-- Opening Marker --

//! Trade collector — walks accounts and strategies and buckets the trades
//! that fall inside the target window, per strategy.
//!
//! Failure isolation:
//! - the account list itself failing ends collection with no groups
//! - one account failing skips that account
//! - one strategy failing skips that strategy
//!
//! Only trades inside the window are validated; a bad record outside it
//! never costs a strategy its export.
//!
//! Every failure is logged and recorded in [`Collection::failures`]; nothing
//! propagates to the caller.

use log::{debug, error};
use serde::{Deserialize, Serialize};

use crate::domain::Trade;
use crate::naming::normalize_strategy_name;
use crate::provider::{AccountInfo, ProviderError, StrategyInfo, TradeProvider};
use crate::window::DateWindow;
use crate::LOG_TARGET;

/// Qualifying trades of one strategy instance, in discovery order.
#[derive(Debug, Clone, PartialEq, Serialize, Deserialize)]
pub struct StrategyTradeGroup {
    /// Normalized strategy name (instance suffix stripped).
    pub strategy_name: String,
    pub trades: Vec<Trade>,
}

impl StrategyTradeGroup {
    pub fn new(strategy_name: impl Into<String>) -> Self {
        Self {
            strategy_name: strategy_name.into(),
            trades: Vec::new(),
        }
    }

    pub fn net_profit(&self) -> f64 {
        self.trades.iter().map(|t| t.profit).sum()
    }

    pub fn is_empty(&self) -> bool {
        self.trades.is_empty()
    }
}

/// A provider failure caught during collection.
#[derive(Debug, Clone, PartialEq, Serialize, Deserialize)]
pub struct CollectFailure {
    /// `None` when the account list itself could not be read.
    pub account: Option<String>,
    pub strategy: Option<String>,
    pub message: String,
}

/// Output of one collection pass.
#[derive(Debug, Clone, Default, PartialEq, Serialize, Deserialize)]
pub struct Collection {
    /// Non-empty groups, in account → strategy discovery order.
    pub groups: Vec<StrategyTradeGroup>,
    /// Sum of `profit` over every qualifying trade.
    pub total_pnl: f64,
    pub failures: Vec<CollectFailure>,
}

impl Collection {
    pub fn is_empty(&self) -> bool {
        self.groups.is_empty()
    }

    pub fn trade_count(&self) -> usize {
        self.groups.iter().map(|g| g.trades.len()).sum()
    }

    /// Fold groups that share a normalized name into the first one seen.
    ///
    /// Trades keep discovery order: all trades of the first instance, then
    /// those of the next, and so on.
    pub fn merge_instances(mut self) -> Self {
        let mut merged: Vec<StrategyTradeGroup> = Vec::with_capacity(self.groups.len());
        for group in self.groups.drain(..) {
            match merged
                .iter_mut()
                .find(|g| g.strategy_name == group.strategy_name)
            {
                Some(existing) => existing.trades.extend(group.trades),
                None => merged.push(group),
            }
        }
        self.groups = merged;
        self
    }
}

/// Collect qualifying trades from every account except `excluded_account`.
pub fn collect(
    provider: &dyn TradeProvider,
    excluded_account: &str,
    window: &DateWindow,
) -> Collection {
    let mut collection = Collection::default();

    let accounts = match provider.accounts() {
        Ok(accounts) => accounts,
        Err(err) => {
            error!(target: LOG_TARGET, "ERROR: {err}");
            collection.failures.push(CollectFailure {
                account: None,
                strategy: None,
                message: err.to_string(),
            });
            return collection;
        }
    };

    for account in accounts.iter().filter(|a| a.name != excluded_account) {
        if let Err(err) = collect_account(provider, account, window, &mut collection) {
            error!(target: LOG_TARGET, "ERROR: {err}");
            collection.failures.push(CollectFailure {
                account: Some(account.name.clone()),
                strategy: None,
                message: err.to_string(),
            });
        }
    }

    collection
}

fn collect_account(
    provider: &dyn TradeProvider,
    account: &AccountInfo,
    window: &DateWindow,
    collection: &mut Collection,
) -> Result<(), ProviderError> {
    let strategies = provider.strategies(account)?;

    for strategy in strategies.iter().filter(|s| !s.is_terminal) {
        match collect_strategy(provider, account, strategy, window) {
            Ok((group, pnl)) => {
                collection.total_pnl += pnl;
                if !group.is_empty() {
                    collection.groups.push(group);
                }
            }
            Err(err) => {
                error!(target: LOG_TARGET, "ERROR: {err}");
                collection.failures.push(CollectFailure {
                    account: Some(account.name.clone()),
                    strategy: Some(strategy.display_name.clone()),
                    message: err.to_string(),
                });
            }
        }
    }

    Ok(())
}

fn collect_strategy(
    provider: &dyn TradeProvider,
    account: &AccountInfo,
    strategy: &StrategyInfo,
    window: &DateWindow,
) -> Result<(StrategyTradeGroup, f64), ProviderError> {
    let history = provider.trade_history(account, strategy)?;
    let mut group = StrategyTradeGroup::new(normalize_strategy_name(&strategy.display_name));
    let mut pnl = 0.0;

    for trade in history.into_iter().filter(|t| window.contains(t.entry_time)) {
        trade
            .validate()
            .map_err(|source| ProviderError::MalformedTrade {
                account: account.name.clone(),
                strategy: strategy.display_name.clone(),
                trade_number: trade.trade_number,
                source,
            })?;
        debug!(
            target: LOG_TARGET,
            "{},{},{},{},{},{}",
            strategy.display_name,
            trade.instrument.name,
            trade.quantity,
            trade.entry_name,
            trade.entry_time,
            trade.entry_price
        );
        pnl += trade.profit;
        group.trades.push(trade);
    }

    Ok((group, pnl))
}
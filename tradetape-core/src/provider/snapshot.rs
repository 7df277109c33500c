//! JSON snapshot of the host's accounts, used as a file-backed provider.
//!
//! ```json
//! { "accounts": [ { "name": "Live1", "strategies": [
//!     { "display_name": "Alpha (2)", "is_terminal": false, "trades": [ ... ] } ] } ] }
//! ```
//!
//! Accounts and strategies are addressed by position, so duplicate names
//! never alias each other.

use std::path::Path;

use serde::{Deserialize, Serialize};

use super::{AccountInfo, ProviderError, StrategyInfo, TradeProvider};
use crate::domain::{Account, Trade};

#[derive(Debug, Clone, Default, PartialEq, Serialize, Deserialize)]
pub struct Snapshot {
    #[serde(default)]
    pub accounts: Vec<Account>,
}

impl Snapshot {
    pub fn new(accounts: Vec<Account>) -> Self {
        Self { accounts }
    }

    pub fn from_json(content: &str) -> Result<Self, ProviderError> {
        Ok(serde_json::from_str(content)?)
    }

    pub fn from_file(path: &Path) -> Result<Self, ProviderError> {
        let content = std::fs::read_to_string(path).map_err(|source| ProviderError::Read {
            path: path.to_path_buf(),
            source,
        })?;
        Self::from_json(&content)
    }

    fn account(&self, account: &AccountInfo) -> Result<&Account, ProviderError> {
        self.accounts
            .get(account.index)
            .filter(|a| a.name == account.name)
            .ok_or_else(|| ProviderError::AccountUnavailable {
                account: account.name.clone(),
                reason: format!("no account '{}' at position {}", account.name, account.index),
            })
    }
}

impl TradeProvider for Snapshot {
    fn name(&self) -> &str {
        "snapshot"
    }

    fn accounts(&self) -> Result<Vec<AccountInfo>, ProviderError> {
        Ok(self
            .accounts
            .iter()
            .enumerate()
            .map(|(index, a)| AccountInfo {
                index,
                name: a.name.clone(),
            })
            .collect())
    }

    fn strategies(&self, account: &AccountInfo) -> Result<Vec<StrategyInfo>, ProviderError> {
        let account = self.account(account)?;
        Ok(account
            .strategies
            .iter()
            .enumerate()
            .map(|(index, s)| StrategyInfo {
                index,
                display_name: s.display_name.clone(),
                is_terminal: s.is_terminal,
            })
            .collect())
    }

    fn trade_history(
        &self,
        account: &AccountInfo,
        strategy: &StrategyInfo,
    ) -> Result<Vec<Trade>, ProviderError> {
        let acct = self.account(account)?;
        let entry = acct.strategies.get(strategy.index).ok_or_else(|| {
            ProviderError::StrategyUnavailable {
                account: account.name.clone(),
                strategy: strategy.display_name.clone(),
                reason: format!("no strategy at position {}", strategy.index),
            }
        })?;
        Ok(entry.trades.clone())
    }
}
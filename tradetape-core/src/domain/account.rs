//! Account and strategy records as exposed by the host platform.

use serde::{Deserialize, Serialize};

use super::trade::Trade;

/// A brokerage account and the strategies running on it, in host order.
#[derive(Debug, Clone, Default, PartialEq, Serialize, Deserialize)]
pub struct Account {
    pub name: String,
    #[serde(default)]
    pub strategies: Vec<Strategy>,
}

/// One strategy instance and its trade history for the session.
#[derive(Debug, Clone, PartialEq, Serialize, Deserialize)]
pub struct Strategy {
    /// Name as shown by the host, possibly with an instance suffix like `(3)`.
    pub display_name: String,
    /// Stopped or retired strategies are terminal and never exported.
    #[serde(default)]
    pub is_terminal: bool,
    #[serde(default)]
    pub trades: Vec<Trade>,
}

impl Account {
    pub fn new(name: impl Into<String>) -> Self {
        Self {
            name: name.into(),
            strategies: Vec::new(),
        }
    }

    pub fn with_strategy(mut self, strategy: Strategy) -> Self {
        self.strategies.push(strategy);
        self
    }
}

impl Strategy {
    pub fn new(display_name: impl Into<String>, trades: Vec<Trade>) -> Self {
        Self {
            display_name: display_name.into(),
            is_terminal: false,
            trades,
        }
    }

    pub fn terminal(mut self) -> Self {
        self.is_terminal = true;
        self
    }
}
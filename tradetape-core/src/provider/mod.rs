//! Trade provider trait and structured error types.
//!
//! The `TradeProvider` trait abstracts over the host platform's account and
//! trade-history store so the collector can run against a file snapshot, a
//! live adapter, or a mock in tests.

pub mod snapshot;

use std::path::PathBuf;

use serde::{Deserialize, Serialize};
use thiserror::Error;

use crate::domain::{Trade, TradeError};

pub use snapshot::Snapshot;

/// Structured error types raised by a provider.
#[derive(Debug, Error)]
pub enum ProviderError {
    #[error("accounts are unavailable: {0}")]
    AccountsUnavailable(String),

    #[error("account '{account}' is unavailable: {reason}")]
    AccountUnavailable { account: String, reason: String },

    #[error("strategy '{strategy}' on account '{account}' is unavailable: {reason}")]
    StrategyUnavailable {
        account: String,
        strategy: String,
        reason: String,
    },

    #[error("malformed trade #{trade_number} in '{strategy}' on account '{account}': {source}")]
    MalformedTrade {
        account: String,
        strategy: String,
        trade_number: u32,
        #[source]
        source: TradeError,
    },

    #[error("failed to read snapshot {path}: {source}")]
    Read {
        path: PathBuf,
        #[source]
        source: std::io::Error,
    },

    #[error("failed to parse snapshot: {0}")]
    Parse(#[from] serde_json::Error),
}

/// Lightweight handle for one account.
///
/// `index` is the position in the host's account list and identifies the
/// account even when two accounts share a name.
#[derive(Debug, Clone, PartialEq, Eq, Serialize, Deserialize)]
pub struct AccountInfo {
    pub index: usize,
    pub name: String,
}

/// Lightweight handle for one strategy instance on an account.
///
/// `index` is the position in the account's strategy list and identifies the
/// instance even when two strategies share a display name.
#[derive(Debug, Clone, PartialEq, Eq, Serialize, Deserialize)]
pub struct StrategyInfo {
    pub index: usize,
    pub display_name: String,
    pub is_terminal: bool,
}

/// Read-only access to the host's accounts, strategies, and trade histories.
pub trait TradeProvider {
    /// Human-readable name of this provider.
    fn name(&self) -> &str;

    /// All accounts, in host order.
    fn accounts(&self) -> Result<Vec<AccountInfo>, ProviderError>;

    /// Strategies running on `account`, in host order.
    fn strategies(&self, account: &AccountInfo) -> Result<Vec<StrategyInfo>, ProviderError>;

    /// Full trade history of one strategy instance, in host order.
    fn trade_history(
        &self,
        account: &AccountInfo,
        strategy: &StrategyInfo,
    ) -> Result<Vec<Trade>, ProviderError>;
}
//! End-of-day export — collect, then write.
//!
//! `run_export()` is the single entry point a host adapter calls once per
//! session boundary. It never returns an error: provider and I/O failures are
//! logged and carried in the returned [`ExportReport`].

use std::path::PathBuf;

use chrono::NaiveDate;
use log::info;
use serde::{Deserialize, Serialize};
use tradetape_core::{collect, Collection, DateWindow, TradeProvider, LOG_TARGET};

use crate::config::ExportConfig;
use crate::writer::{TapeWriter, WriteOutcome, WrittenFile};

/// Current schema version for serialized reports.
pub const SCHEMA_VERSION: u32 = 1;

/// Which layer a recorded failure came from.
#[derive(Debug, Clone, Copy, PartialEq, Eq, Serialize, Deserialize)]
#[serde(rename_all = "snake_case")]
pub enum FailureKind {
    Provider,
    Io,
}

/// A failure caught during the run.
#[derive(Debug, Clone, PartialEq, Eq, Serialize, Deserialize)]
pub struct ExportFailure {
    pub kind: FailureKind,
    /// What was being processed: `run`, an account, `account/strategy`, or a file path.
    pub scope: String,
    pub message: String,
}

/// Summary of one export run.
#[derive(Debug, Clone, PartialEq, Serialize, Deserialize)]
pub struct ExportReport {
    #[serde(default = "default_schema_version")]
    pub schema_version: u32,
    pub run_date: NaiveDate,
    pub window: DateWindow,
    pub output_dir: PathBuf,
    /// Sum of profit over every collected trade.
    pub total_pnl: f64,
    /// Strategy groups handed to the writer.
    pub strategies: usize,
    pub trades: usize,
    pub files: Vec<WrittenFile>,
    pub failures: Vec<ExportFailure>,
}

fn default_schema_version() -> u32 {
    SCHEMA_VERSION
}

impl ExportReport {
    pub fn is_clean(&self) -> bool {
        self.failures.is_empty()
    }

    pub fn wrote_nothing(&self) -> bool {
        self.files.is_empty()
    }
}

/// Collect trades in `window` from every account except the excluded one
/// and write one CSV per strategy group, named after `run_date`.
pub fn run_export(
    provider: &dyn TradeProvider,
    window: &DateWindow,
    run_date: NaiveDate,
    config: &ExportConfig,
) -> ExportReport {
    let output = config.resolve_output_dir();
    if output.substituted {
        info!(
            target: LOG_TARGET,
            "Save directory is empty, defaulting to Desktop: {}",
            output.path.display()
        );
    }

    let mut collection = collect(provider, &config.excluded_account, window);
    if config.merge_instances {
        collection = collection.merge_instances();
    }

    let mut report = ExportReport {
        schema_version: SCHEMA_VERSION,
        run_date,
        window: *window,
        output_dir: output.path.clone(),
        total_pnl: collection.total_pnl,
        strategies: collection.groups.len(),
        trades: collection.trade_count(),
        files: Vec::new(),
        failures: provider_failures(&collection),
    };

    if collection.is_empty() {
        info!(target: LOG_TARGET, "No trades to save to a csv today.");
        return report;
    }

    let writer = TapeWriter::new(&output.path, config.quoting);
    let outcome = writer.write_groups(&collection.groups, run_date);
    info!(
        target: LOG_TARGET,
        "PnL: {} Saved {} strategies to path: {}",
        collection.total_pnl,
        outcome.written.len(),
        output.path.display()
    );

    absorb(&mut report, outcome);
    report
}

fn provider_failures(collection: &Collection) -> Vec<ExportFailure> {
    collection
        .failures
        .iter()
        .map(|f| {
            let scope = match (&f.account, &f.strategy) {
                (Some(account), Some(strategy)) => format!("{account}/{strategy}"),
                (Some(account), None) => account.clone(),
                _ => "run".to_string(),
            };
            ExportFailure {
                kind: FailureKind::Provider,
                scope,
                message: f.message.clone(),
            }
        })
        .collect()
}

fn absorb(report: &mut ExportReport, outcome: WriteOutcome) {
    report.files = outcome.written;
    report
        .failures
        .extend(outcome.failed.into_iter().map(|f| ExportFailure {
            kind: FailureKind::Io,
            scope: f.path.display().to_string(),
            message: f.message,
        }));
}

-- Closing Marker --

Problem requirements: Extract the lines of the preceding material that run from the line with "let strategies = provider.strategies(account)?;" through the line with "collection.groups.push(group);", inclusive, reproducing them exactly and adding nothing.

Completed task:
    let strategies = provider.strategies(account)?;

    for strategy in strategies.iter().filter(|s| !s.is_terminal) {
        match collect_strategy(provider, account, strategy, window) {
            Ok((group, pnl)) => {
                collection.total_pnl += pnl;
                if !group.is_empty() {
                    collection.groups.push(group);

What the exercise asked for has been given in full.